Dit laatste was eigenlijk de heimelijke wensch en bedoeling, natuurlijk.
‘Begin zelf met je eigen gedachten daarover te geven,’ vond Juffrouw Marianne, die graag eerst een ander liet praten om dan pas met haar eigen zienswijze voor den dag te komen.
‘Toe ja Lies - begin jij dan eerst...’
‘Nee, dat kan ik niet. Ik heb 't plan geopperd, uiteengezet - nu aan jullie de eer.’

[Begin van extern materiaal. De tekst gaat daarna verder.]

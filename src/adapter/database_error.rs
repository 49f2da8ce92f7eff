use crate::domain::port::RepositoryError;
use sqlx::mysql::MySqlDatabaseError;
use thiserror::Error;

/// MySQLのエラー番号
const ER_ROW_IS_REFERENCED_2: u16 = 1451;
const ER_WARN_DATA_OUT_OF_RANGE: u16 = 1264;
const ER_DATA_OUT_OF_RANGE: u16 = 1690;
const ER_CHECK_CONSTRAINT_VIOLATED: u16 = 3819;

/// データベースエラー型
/// データベース操作で発生するエラーを表現する
#[derive(Debug, Clone, PartialEq, Eq, Error)]
pub enum DatabaseError {
    /// データベース接続エラー
    #[error("Database connection error: {0}")]
    ConnectionError(String),
    /// SQLクエリエラー
    #[error("Database query error: {0}")]
    QueryError(String),
    /// CHECK制約・値域違反
    #[error("Check constraint violated: {0}")]
    CheckViolation(String),
    /// 参照されている親行の削除
    #[error("Row is still referenced: {0}")]
    StillReferenced(String),
    /// マイグレーションエラー
    #[error("Migration error: {0}")]
    MigrationError(String),
}

/// 制約違反の種類
#[derive(Debug, Clone, Copy, PartialEq, Eq)]
enum ConstraintKind {
    Check,
    Referenced,
}

impl ConstraintKind {
    fn into_error(self, message: String) -> DatabaseError {
        match self {
            ConstraintKind::Check => DatabaseError::CheckViolation(message),
            ConstraintKind::Referenced => DatabaseError::StillReferenced(message),
        }
    }
}

/// MySQLのエラー番号から制約違反の種類を判定する
fn constraint_kind(number: u16) -> Option<ConstraintKind> {
    match number {
        ER_CHECK_CONSTRAINT_VIOLATED | ER_DATA_OUT_OF_RANGE | ER_WARN_DATA_OUT_OF_RANGE => {
            Some(ConstraintKind::Check)
        }
        ER_ROW_IS_REFERENCED_2 => Some(ConstraintKind::Referenced),
        _ => None,
    }
}

impl DatabaseError {
    /// sqlxのエラーを分類する
    ///
    /// # Arguments
    /// * `err` - sqlxのエラー
    /// * `context` - 失敗した操作の説明（エラーメッセージに含める）
    pub fn from_sqlx(err: sqlx::Error, context: &str) -> Self {
        let message = format!("{}: {}", context, err);
        match &err {
            sqlx::Error::Database(db_err) => {
                let kind = db_err
                    .try_downcast_ref::<MySqlDatabaseError>()
                    .and_then(|mysql_err| constraint_kind(mysql_err.number()));
                match kind {
                    Some(kind) => kind.into_error(message),
                    None if db_err.is_check_violation() => DatabaseError::CheckViolation(message),
                    None => DatabaseError::QueryError(message),
                }
            }
            sqlx::Error::Io(_)
            | sqlx::Error::Tls(_)
            | sqlx::Error::PoolTimedOut
            | sqlx::Error::PoolClosed => DatabaseError::ConnectionError(message),
            _ => DatabaseError::QueryError(message),
        }
    }
}

/// DatabaseErrorからRepositoryErrorへの変換
/// 在庫の制約違反は対象商品を知る呼び出し側で `StockConstraintViolation` に変換する
impl From<DatabaseError> for RepositoryError {
    fn from(err: DatabaseError) -> Self {
        match err {
            DatabaseError::ConnectionError(msg) => RepositoryError::ConnectionFailed(msg),
            DatabaseError::StillReferenced(msg) => RepositoryError::StillReferenced(msg),
            DatabaseError::QueryError(msg)
            | DatabaseError::CheckViolation(msg)
            | DatabaseError::MigrationError(msg) => RepositoryError::OperationFailed(msg),
        }
    }
}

‘Nu goed dan -’ en de resolute Mevrouw Reehorst begon na eenige oogenblikken gepeinsd te hebben:
‘Mijne opinie is dat 't heel verkeerd is èn dat 't nergens toe dient om het gordijn der toekomst te willen oplichten. - Hecht je der heusch aan, en is 't een slechte voorspelling, nu, dan mis je, dunkt me vrijwel, je verderen levens-moed; hecht je der niet aan, nu dan is 't de moeite van 't heengaan niet waard, behalve dat je je daalder of meer nog, hebt te betreuren, bovendién. - Nu jij Mien’...

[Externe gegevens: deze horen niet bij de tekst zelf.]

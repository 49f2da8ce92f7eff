use serde::{Deserialize, Serialize};
use uuid::Uuid;

/// カテゴリ作成・名前変更用のリクエストDTO
#[derive(Serialize, Deserialize)]
pub struct CategoryRequest {
    pub name: String,
}

/// 商品登録用のリクエストDTO
/// 数値はドメイン層で検証するため符号付きで受け取る
#[derive(Serialize, Deserialize)]
pub struct CreateProductRequest {
    pub category_id: Uuid,
    pub name: String,
    #[serde(default)]
    pub description: String,
    pub price: i64,
    pub stock: i64,
}

/// 商品情報更新用のリクエストDTO
/// 在庫数は含まない（在庫補充エンドポイントを使う）
#[derive(Serialize, Deserialize)]
pub struct UpdateProductRequest {
    pub category_id: Uuid,
    pub name: String,
    #[serde(default)]
    pub description: String,
    pub price: i64,
}

/// 在庫補充用のリクエストDTO
#[derive(Serialize, Deserialize)]
pub struct RestockRequest {
    pub stock: i64,
}

/// 注文明細作成用のリクエストDTO
#[derive(Debug, Serialize, Deserialize)]
pub struct CreateOrderItemRequest {
    pub order_id: Uuid,
    pub product_id: Uuid,
    pub quantity: i64,
}

/// 注文明細更新用のリクエストDTO
#[derive(Serialize, Deserialize)]
pub struct UpdateOrderItemRequest {
    pub product_id: Uuid,
    pub quantity: i64,
}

‘Ik vind,’ begon Mien, de goddienstige, ‘dat God met wijs beleid de toekomst voor ons verborgen houdt. Indien we wisten, wat ons deel zou zijn, en 't was niet zooals we 't hadden gewenscht of gedacht - dan ben ik 't volkomen met de spreekster van daarnet eens, dat je dan alle levens-vreugd en genot voorgoed zou derven, en dàt kan de bedoeling niet zijn geweest van God, om ons dat te ontzeggen... daarom, nooit een dergelijke stap doen...’
Wat naïef... dacht Mevr. Reehorst. -
‘En Meta?’
‘Ja, kijk es, ik voor mij vind er geen bezwaar zoozeer in, om, 't zij met een club, of met z'n tweeën, desnoods alléén naar zoo'n tooverkol te gaan - maar - lieve menschen, weet je wat ik vind van menschen die uit ernst naar een waarzegster, of clairvoyante gaan, dat ze allemachtig arrogant zijn. Niet?... je gaat toch in de veronderstelling dat je wie wéét wàt voor geluk nog te wachten hebt of dat 't rad van avontuur door Fortuna's hand welwillend gedraaid, minstens een half millioen voor je verbaasde oogen zal neerzaaien.’....
Allen lachten.... ‘gut ja dát was een nieuw idée, echt oorspronkelijk, heusch’ een nieuwe kijk’... o die Meta kon zoo leuk de spijker op den kop slaan....
Alleen mevrouw Breebent gaf 't niet toe, Meta had te zeer de wonde plek gevonden, zij droomde zich immers een anderen, jongeren man?...
‘Nu jij Wim.’
Wim, die ook wel wist wat ze wou, begon:
‘Buiten kijf schuilt er veel waarheid soms in 'tgeen zoo'n waarzegster voorspelt of constateert. Onwillekeurig zijn ze door 't vele doen een beetje op de hoogte der gelaatkunde en 't lezen in de lijnen der hand, en kunnen ze soms wel degelijk te naastenbij eene mededeeling doen, die “juist” kan worden genoemd. Wie 't dus in ernst meent, en er geen grapje mee bedoelt, zal er alléén op lostrekken, want dat zou je voor iedereen niet willen weten.’
‘Marianne nu jij’, - drong Mevrouw Reehorst toen de vijfde vriendin het zwijgen er toe deed.
‘Ik weet heusch niets te zeggen’, zei ze met een verlegen kleurtje, - maar met een moed, die grappig aandeed bij dit nietige, zenuwachtige wezentje, kwam 't er uit:
‘O, maar ik zou 't dolletjes vinden, om er eens met elkaar heen te gaan. - Toe, willen we?’
Hoog timmerde ze niet, en de resolute mevrouw Reehorst lei haar dan ook direct het zwijgen op, door afwerend uit te roepen: ‘Kind, ben je ráár? - Nu jij Lize.’
Lize begon met een vervelende teem-stem: ‘ik vind 't juist niet arrogant om je lot te willen weten. Dan kun je je immers wapenen!’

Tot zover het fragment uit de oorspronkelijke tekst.